The IncrementalForests algorithm builds upon WSagging by incorporating an incremental approach. In the first iteration, the dataset `X` and targets `y` are split into `train_0` and `validation_0`. A model is trained on `train_0`, scored on `validation_0`, and both the model and score are saved.

In the next iteration, `validation_0` is further split into `train_1` and `validation_1`. The new training set `train_0` is combined with `train_1`, and a new model is trained on this merged dataset. This model is evaluated on `validation_1`, and the model and score are saved.

This process continues until one of the stopping criteria is met: the validation set becomes too small, the score drops by a predefined margin, the maximum score is achieved, or the number of trees reaches the maximum limit.

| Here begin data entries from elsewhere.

use anyhow::Context;
use clap::Parser;
use raptor_check::adapters::{ExportSource, FileSource, TrektellenSource};
use raptor_check::config::toml_config::{SourceConfig, TomlConfig};
use raptor_check::core::ConfigProvider;
use raptor_check::utils::error::ErrorSeverity;
use raptor_check::utils::{logger, validation::Validate};
use raptor_check::{
    CheckPipeline, EtlEngine, ExpectationCatalog, LocalStorage, RunDecision, RunOutcome,
};

#[derive(Parser)]
#[command(name = "toml-check")]
#[command(about = "Raptor count checks driven by a TOML configuration")]
struct Args {
    /// Path to TOML configuration file
    #[arg(short, long, default_value = "raptor-check.toml")]
    config: String,

    /// Enable verbose output
    #[arg(short, long)]
    verbose: bool,

    /// Override monitoring setting from config
    #[arg(long)]
    monitor: Option<bool>,

    /// Override the forced setting from config
    #[arg(long)]
    forced: Option<bool>,

    /// Show what would be processed without fetching or writing anything
    #[arg(long)]
    dry_run: bool,
}

#[tokio::main]
async fn main() -> anyhow::Result<()> {
    let args = Args::parse();

    let config = TomlConfig::from_file(&args.config)
        .with_context(|| format!("failed to load config file '{}'", args.config))?;

    logger::init_cli_logger(args.verbose || config.log_level() == Some("debug"));
    tracing::info!("Loaded configuration from: {}", args.config);

    if let Err(e) = config.validate() {
        tracing::error!("Configuration validation failed: {}", e);
        tracing::error!("Suggestion: {}", e.recovery_suggestion());
        eprintln!("❌ {}", e.user_friendly_message());
        std::process::exit(1);
    }

    display_config_summary(&config, &args);

    if args.dry_run {
        tracing::info!("DRY RUN MODE - No actual processing will occur");
        return perform_dry_run(&config);
    }

    let monitor_enabled = args.monitor.unwrap_or_else(|| config.monitoring_enabled());
    let forced = args.forced.unwrap_or_else(|| config.forced());

    let source = match (&config.source, config.trektellen_settings()) {
        (SourceConfig::File { path }, _) => ExportSource::File(FileSource::new(path)),
        (_, Some(settings)) => ExportSource::Trektellen(TrektellenSource::new(settings)?),
        (SourceConfig::Trektellen { .. }, None) => anyhow::bail!("incomplete Trektellen source"),
    };
    let storage = LocalStorage::new(config.output_path().to_string());
    let pipeline = CheckPipeline::new(storage, config, source);
    let engine = EtlEngine::new_with_monitoring(pipeline, monitor_enabled);

    match engine.run_unless_done(forced).await {
        Ok(RunOutcome::Processed(output_path)) => {
            println!("✅ Check run completed");
            println!("📁 Checked tables saved to: {}", output_path);
        }
        Ok(RunOutcome::Skipped(RunDecision::AwaitingUpload(available))) => {
            println!(
                "Only {} station(s) uploaded so far; set run.forced to process anyway",
                available.len()
            );
        }
        Ok(RunOutcome::Skipped(_)) => println!("Already processed; nothing to do"),
        Err(e) => {
            tracing::error!(
                "Check run failed: {} (Category: {:?}, Severity: {:?})",
                e,
                e.category(),
                e.severity()
            );
            eprintln!("❌ {}", e.user_friendly_message());
            eprintln!("💡 Suggestion: {}", e.recovery_suggestion());

            let exit_code = match e.severity() {
                ErrorSeverity::Low => 0,
                ErrorSeverity::Medium => 2,
                ErrorSeverity::High => 1,
                ErrorSeverity::Critical => 3,
            };
            if exit_code > 0 {
                std::process::exit(exit_code);
            }
        }
    }

    Ok(())
}

fn display_config_summary(config: &TomlConfig, args: &Args) {
    println!("📋 Configuration Summary:");
    println!("  Selection: {}", config.selection().file_stem());
    match &config.source {
        SourceConfig::File { path } => println!("  Source: file {}", path),
        SourceConfig::Trektellen { count_url, .. } => println!("  Source: Trektellen {}", count_url),
    }
    println!("  Output: {}", config.output_path());
    println!("  Bundle: {}", config.write_bundle());

    if args.dry_run {
        println!("  🔍 DRY RUN MODE ENABLED");
    }
    println!();
}

fn perform_dry_run(config: &TomlConfig) -> anyhow::Result<()> {
    let params = config.check_parameters()?;
    let catalog = match config.catalog_file() {
        Some(path) => ExpectationCatalog::from_file(path)
            .with_context(|| format!("failed to load catalog '{}'", path))?,
        None => ExpectationCatalog::builtin(),
    };

    println!("🔍 Dry Run Analysis:");
    println!("  Catalog: {} species", catalog.len());
    println!("  Aged-count window: ±{} min", params.window_minutes);
    println!(
        "  HB focus period: {} .. {}",
        params.focus_period.start, params.focus_period.end
    );
    println!("  Unknown species: {:?}", params.unknown_species);
    for session in config.count_sessions() {
        println!("  Count session: {}", String::from(*session));
    }
    println!();
    println!("✅ Dry run analysis complete.");
    Ok(())
}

During the prediction phase, like in WSagging, predictions are averaged based on validation scores to obtain final predictions. The prediction algorithm is similar to WSagging but uses a different importance formula: `(n - i) * scores[i] ** exponent`, where `n` is the total number of models trained and `scores[i]` is the score of the ith model. This formula gives more weight to models trained earlier in the process.

# Linear Models

## Advanced Linear Regression

This class is designed for building, fitting, and summarizing a stepwise regression model with additional diagnostic checks to ensure model validity. The main steps include transforming categorical variables, fitting the model, checking the normality of residuals, applying transformations if necessary, and testing for heteroscedasticity. The class also provides a detailed summary of the model, including parameters, R² values, and p-values.

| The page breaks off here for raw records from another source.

use crate::core::normalize::{sort_observations, Columns};
use crate::domain::model::{CheckSummary, CheckedObservation, Observation, Station};
use crate::utils::error::{CheckError, Result};
use std::io::Write;
use zip::write::{FileOptions, ZipWriter};

/// Whole seconds print without a fraction; sub-second times keep theirs.
pub const DATETIME_FORMAT: &str = "%Y-%m-%d %H:%M:%S%.f";

/// Canonical table layout. `check` is written but never read back.
pub const CANONICAL_COLUMNS: [&str; 14] = [
    "datetime",
    "telpost",
    "speciesname",
    "count",
    "countback",
    "local",
    "age",
    "sex",
    "plumage",
    "remark",
    "location",
    "migtype",
    "counttype",
    "check",
];

fn observation_fields(o: &Observation) -> Vec<String> {
    fn text(value: Option<&str>) -> String {
        value.unwrap_or_default().to_string()
    }

    vec![
        o.datetime
            .map(|dt| dt.format(DATETIME_FORMAT).to_string())
            .unwrap_or_default(),
        text(o.station.as_ref().map(Station::label)),
        text(o.species.as_deref()),
        o.count.map(|c| c.to_string()).unwrap_or_default(),
        o.countback.map(|c| c.to_string()).unwrap_or_default(),
        if o.local { "1" } else { "0" }.to_string(),
        text(o.age.as_ref().map(|a| a.code())),
        text(o.sex.as_ref().map(|s| s.code())),
        text(o.plumage.as_deref()),
        text(o.remark.as_deref()),
        text(o.location.as_ref().map(|z| z.code())),
        text(o.migtype.as_deref()),
        text(o.counttype.as_ref().map(|c| c.code())),
    ]
}

fn finish(writer: csv::Writer<Vec<u8>>) -> Result<Vec<u8>> {
    writer.into_inner().map_err(|e| CheckError::StorageError {
        message: format!("Failed to flush CSV buffer: {}", e),
    })
}

/// Canonical table without the `check` column.
pub fn write_observations(records: &[&Observation]) -> Result<Vec<u8>> {
    let mut writer = csv::Writer::from_writer(Vec::new());
    writer.write_record(&CANONICAL_COLUMNS[..CANONICAL_COLUMNS.len() - 1])?;
    for record in records {
        writer.write_record(observation_fields(record))?;
    }
    finish(writer)
}

pub fn write_checked(records: &[&CheckedObservation]) -> Result<Vec<u8>> {
    let mut writer = csv::Writer::from_writer(Vec::new());
    writer.write_record(CANONICAL_COLUMNS)?;
    for record in records {
        let mut fields = observation_fields(&record.observation);
        fields.push(record.check_label());
        writer.write_record(fields)?;
    }
    finish(writer)
}

/// Reads a canonical table, raw or annotated, back into sorted observations.
pub fn read_observations(data: &[u8]) -> Result<Vec<Observation>> {
    let mut reader = csv::ReaderBuilder::new().flexible(true).from_reader(data);
    let required = &CANONICAL_COLUMNS[..CANONICAL_COLUMNS.len() - 1];
    let columns = Columns::require(reader.headers()?, required)?;

    let mut observations = Vec::new();
    for (index, record) in reader.records().enumerate() {
        let record = record?;
        let row = columns.row(&record, index + 1);

        let station = match row.text("telpost") {
            None => None,
            Some(label) => Some(Station::from_label(label).ok_or_else(|| {
                CheckError::ParseError {
                    row: index + 1,
                    field: "telpost".to_string(),
                    value: label.to_string(),
                }
            })?),
        };
        let mut observation = Observation {
            datetime: row.datetime("datetime")?,
            station,
            species: row.owned("speciesname"),
            ..Default::default()
        };
        row.attributes(&mut observation)?;
        observations.push(observation);
    }

    sort_observations(&mut observations);
    Ok(observations)
}

/// Station 1 rows, then every other row. Rows without a station land in the
/// Station 2 table so nothing is lost.
pub fn split_by_station<T>(
    records: &[T],
    station: impl Fn(&T) -> Option<Station>,
) -> (Vec<&T>, Vec<&T>) {
    records
        .iter()
        .partition(|record| station(*record) == Some(Station::Sakhalvasho))
}

pub fn summary_json(summary: &CheckSummary) -> Result<Vec<u8>> {
    Ok(serde_json::to_vec_pretty(summary)?)
}

/// Packs named files into an in-memory zip archive.
pub fn bundle_zip(files: &[(String, Vec<u8>)]) -> Result<Vec<u8>> {
    let mut zip = ZipWriter::new(std::io::Cursor::new(Vec::new()));
    for (name, data) in files {
        zip.start_file::<_, ()>(name.as_str(), FileOptions::default())?;
        zip.write_all(data)?;
    }
    let cursor = zip.finish()?;
    Ok(cursor.into_inner())
}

### **Key Steps and Functionality**

1. **Step 1: Categorical Variable Transformation**
    - The class begins by transforming categorical variables into dummy variables, which are suitable for regression modeling. If there is only one categorical variable, it is referred to as a "category." Otherwise, multiple variables are called "categories."

2. **Step 2: Model Fitting**
    - After transforming the variables, the class fits a stepwise regression model. This process involves removing predictors that are non-significant or cause multicollinearity issues.

3. **Step 3: Residual Normality Test**
    - The class checks the normality of residuals to validate model assumptions. The type of normality test used depends on the sample size:
        - **Shapiro-Francia test:** Used when the sample size is 30 or more.
        - **Shapiro-Wilk test:** Used when the sample size is less than 30.
    - The p-value from the test is reported, and a conclusion is drawn regarding the normality of the residuals.

4. **Step 4: Box-Cox Transformation (Optional)**
    - If the model's response variable does not meet the normality assumption, a Box-Cox transformation can be applied to stabilize variance and make the data more normally distributed. The transformed target variable is then used to refit the model via the stepwise method.

5. **Step 5: Heteroscedasticity Test**
    - The Breusch-Pagan test is performed to check for heteroscedasticity (non-constant variance of residuals). The p-value from the test is reported, and a conclusion is drawn about the presence or absence of heteroscedasticity.

### **Usage**

To use this class effectively:
1. Initialize the class with your dataset and specify any categorical columns.
2. Call the fitting method to perform all steps.
3. Use the `summary` method to get a detailed report of the model, including diagnostic tests and final results.
4. Use the object to predict the target value on new observations.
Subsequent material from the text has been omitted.